**YOUR ASSIGNMENT:**
With the first line as the start and the line containing "self[id].observer.as_deref().and_then(pick)" as the end, write out every line of the records exactly.

**TASK INPUTS:**

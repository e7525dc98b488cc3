use super::{
    CapabilityStream, ComponentRef, Observer, RemoteDefinition, ResolutionRequest, Validator,
};
use crate::bundle::ResolutionBundle;
use crate::data::{DataSlot, Value};
use crate::definition::{DefinitionId, DefinitionKind, DefinitionTree};
use crate::error::Diagnostic;
use futures::StreamExt;
use futures::stream;
use tracing::{debug, error};

impl DefinitionTree {
    fn capability<T>(
        &self,
        id: DefinitionId,
        pick: impl FnOnce(&Observer) -> Option<T>,
    ) -> Option<T> {
        self[id].observer.as_deref().and_then(pick)
    }

    fn report_missing<T: 'static>(
        &self,
        id: DefinitionId,
        capability: &'static str,
    ) -> CapabilityStream<T> {
        let diagnostic = Diagnostic::CapabilityMissing {
            capability,
            definition: self.identity(id),
        };
        error!(%diagnostic, "Returning an empty result stream");
        stream::empty().boxed_local()
    }

    /// Translates `text` through the observer, or returns it unchanged.
    pub fn translate(&self, id: DefinitionId, text: &str) -> String {
        match self.capability(id, |o| o.translate.clone()) {
            Some(translate) => translate(text),
            None => text.to_string(),
        }
    }

    /// The UI component backing a `Component` definition.
    pub fn component(&self, id: DefinitionId) -> Option<ComponentRef> {
        let DefinitionKind::Component { component } = &self[id].kind else {
            return None;
        };
        let lookup = self.capability(id, |o| o.get_component.clone())?;
        lookup(component.as_str())
    }

    pub fn validator(&self, id: DefinitionId, name: &str) -> Option<Validator> {
        let lookup = self.capability(id, |o| o.get_validator.clone())?;
        lookup(name)
    }

    pub fn default_rtc(&self, id: DefinitionId) -> Option<String> {
        let lookup = self.capability(id, |o| o.get_default_rtc.clone())?;
        lookup()
    }

    /// Snapshot of `id` and the pruned data it reads.
    pub fn resolution_request(&self, id: DefinitionId, data: &[DataSlot]) -> ResolutionRequest {
        ResolutionRequest {
            definition: self.extract(id),
            data: self.prune_data(id, data),
        }
    }

    pub fn open_definition(&self, id: DefinitionId, data: &[DataSlot]) -> CapabilityStream<Value> {
        match self.capability(id, |o| o.open_definition.clone()) {
            Some(open) => open(self.resolution_request(id, data)),
            None => self.report_missing(id, "open_definition"),
        }
    }

    /// Asks the remote workflow to resolve `id`.
    ///
    /// Every definition the stream yields carries a resolution bundle made of
    /// the requesting definition and its pruned data, so it can be re-entered
    /// later without the rest of the data.
    pub fn resolve_definition(
        &self,
        id: DefinitionId,
        data: &[DataSlot],
    ) -> CapabilityStream<RemoteDefinition> {
        let Some(resolve) = self.capability(id, |o| o.resolve_definition.clone()) else {
            return self.report_missing(id, "resolve_definition");
        };
        let request = self.resolution_request(id, data);
        let bundle = ResolutionBundle::new(request.definition.clone(), request.data.clone());
        debug!(definition = %self.identity(id), "Captured resolution bundle");

        resolve(request)
            .map(move |mut produced| {
                if let Some(root) = produced.definition.root() {
                    produced
                        .definition
                        .set_resolution_bundle(root, bundle.clone());
                }
                produced
            })
            .boxed_local()
    }

    pub fn start_order(
        &self,
        id: DefinitionId,
        order: &str,
        data: &[DataSlot],
    ) -> CapabilityStream<Value> {
        match self.capability(id, |o| o.start_order.clone()) {
            Some(start) => start(order, self.resolution_request(id, data)),
            None => self.report_missing(id, "start_order"),
        }
    }

    /// Closes the UI surface showing `id`. With `discard`, pending edits in
    /// the subtree are dropped first.
    pub fn close_definition(&mut self, id: DefinitionId, discard: bool) {
        if discard {
            self.clear_data_change_state(id);
        }
        match self.capability(id, |o| o.close_definition.clone()) {
            Some(close) => close(&*self, id),
            None => debug!(definition = %self.identity(id), "No close_definition capability"),
        }
        if let Some(closed) = self.capability(id, |o| o.definition_closed.clone()) {
            closed(&*self, id, discard);
        }
    }
}
use serde::{Deserialize, Serialize};

fn is_false(value: &bool) -> bool {
    !*value
}

/// Nested JSON form of a definition, as produced by a remote workflow and as
/// written into resolution bundles.
#[derive(Debug, Clone, Default, PartialEq, Serialize, Deserialize)]
#[serde(rename_all = "camelCase")]
pub struct DefinitionSpec {
    #[serde(alias = "type")]
    pub kind: String,
    #[serde(default, skip_serializing_if = "Option::is_none")]
    pub key: Option<String>,
    #[serde(default, skip_serializing_if = "String::is_empty", alias = "path")]
    pub data_path: String,
    #[serde(default, skip_serializing_if = "is_false")]
    pub hidden: bool,
    #[serde(default, skip_serializing_if = "is_false")]
    pub hide_if_empty: bool,
    #[serde(default, skip_serializing_if = "is_false")]
    pub hide_if_undefined: bool,
    #[serde(default, skip_serializing_if = "Option::is_none")]
    pub label: Option<String>,
    #[serde(default, skip_serializing_if = "Option::is_none")]
    pub title: Option<String>,
    #[serde(default, skip_serializing_if = "Option::is_none")]
    pub text: Option<String>,
    #[serde(default, skip_serializing_if = "is_false")]
    pub required: bool,
    #[serde(default, skip_serializing_if = "Option::is_none")]
    pub component: Option<String>,
    #[serde(default, skip_serializing_if = "Option::is_none")]
    pub action: Option<String>,
    #[serde(default, skip_serializing_if = "Vec::is_empty")]
    pub validators: Vec<String>,
    #[serde(default, skip_serializing_if = "Vec::is_empty")]
    pub children: Vec<DefinitionSpec>,
    #[serde(default, skip_serializing_if = "Option::is_none")]
    pub header: Option<Box<DefinitionSpec>>,
    #[serde(default, skip_serializing_if = "Option::is_none")]
    pub footer: Option<Box<DefinitionSpec>>,
    #[serde(default, skip_serializing_if = "Option::is_none")]
    pub possible_values: Option<Box<DefinitionSpec>>,
    #[serde(default, skip_serializing_if = "Option::is_none")]
    pub details: Option<Box<DefinitionSpec>>,
}

impl DefinitionSpec {
    pub fn new(kind: impl Into<String>) -> Self {
        Self {
            kind: kind.into(),
            ..Default::default()
        }
    }

    pub fn with_key(mut self, key: impl Into<String>) -> Self {
        self.key = Some(key.into());
        self
    }

    pub fn with_data_path(mut self, data_path: impl Into<String>) -> Self {
        self.data_path = data_path.into();
        self
    }

    pub fn with_child(mut self, child: DefinitionSpec) -> Self {
        self.children.push(child);
        self
    }
}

**EXERCISE ANSWER:**
repository e7525dc98b488cc3
use super::{
    CapabilityStream, ComponentRef, Observer, RemoteDefinition, ResolutionRequest, Validator,
};
use crate::bundle::ResolutionBundle;
use crate::data::{DataSlot, Value};
use crate::definition::{DefinitionId, DefinitionKind, DefinitionTree};
use crate::error::Diagnostic;
use futures::StreamExt;
use futures::stream;
use tracing::{debug, error};

impl DefinitionTree {
    fn capability<T>(
        &self,
        id: DefinitionId,
        pick: impl FnOnce(&Observer) -> Option<T>,
    ) -> Option<T> {
        self[id].observer.as_deref().and_then(pick)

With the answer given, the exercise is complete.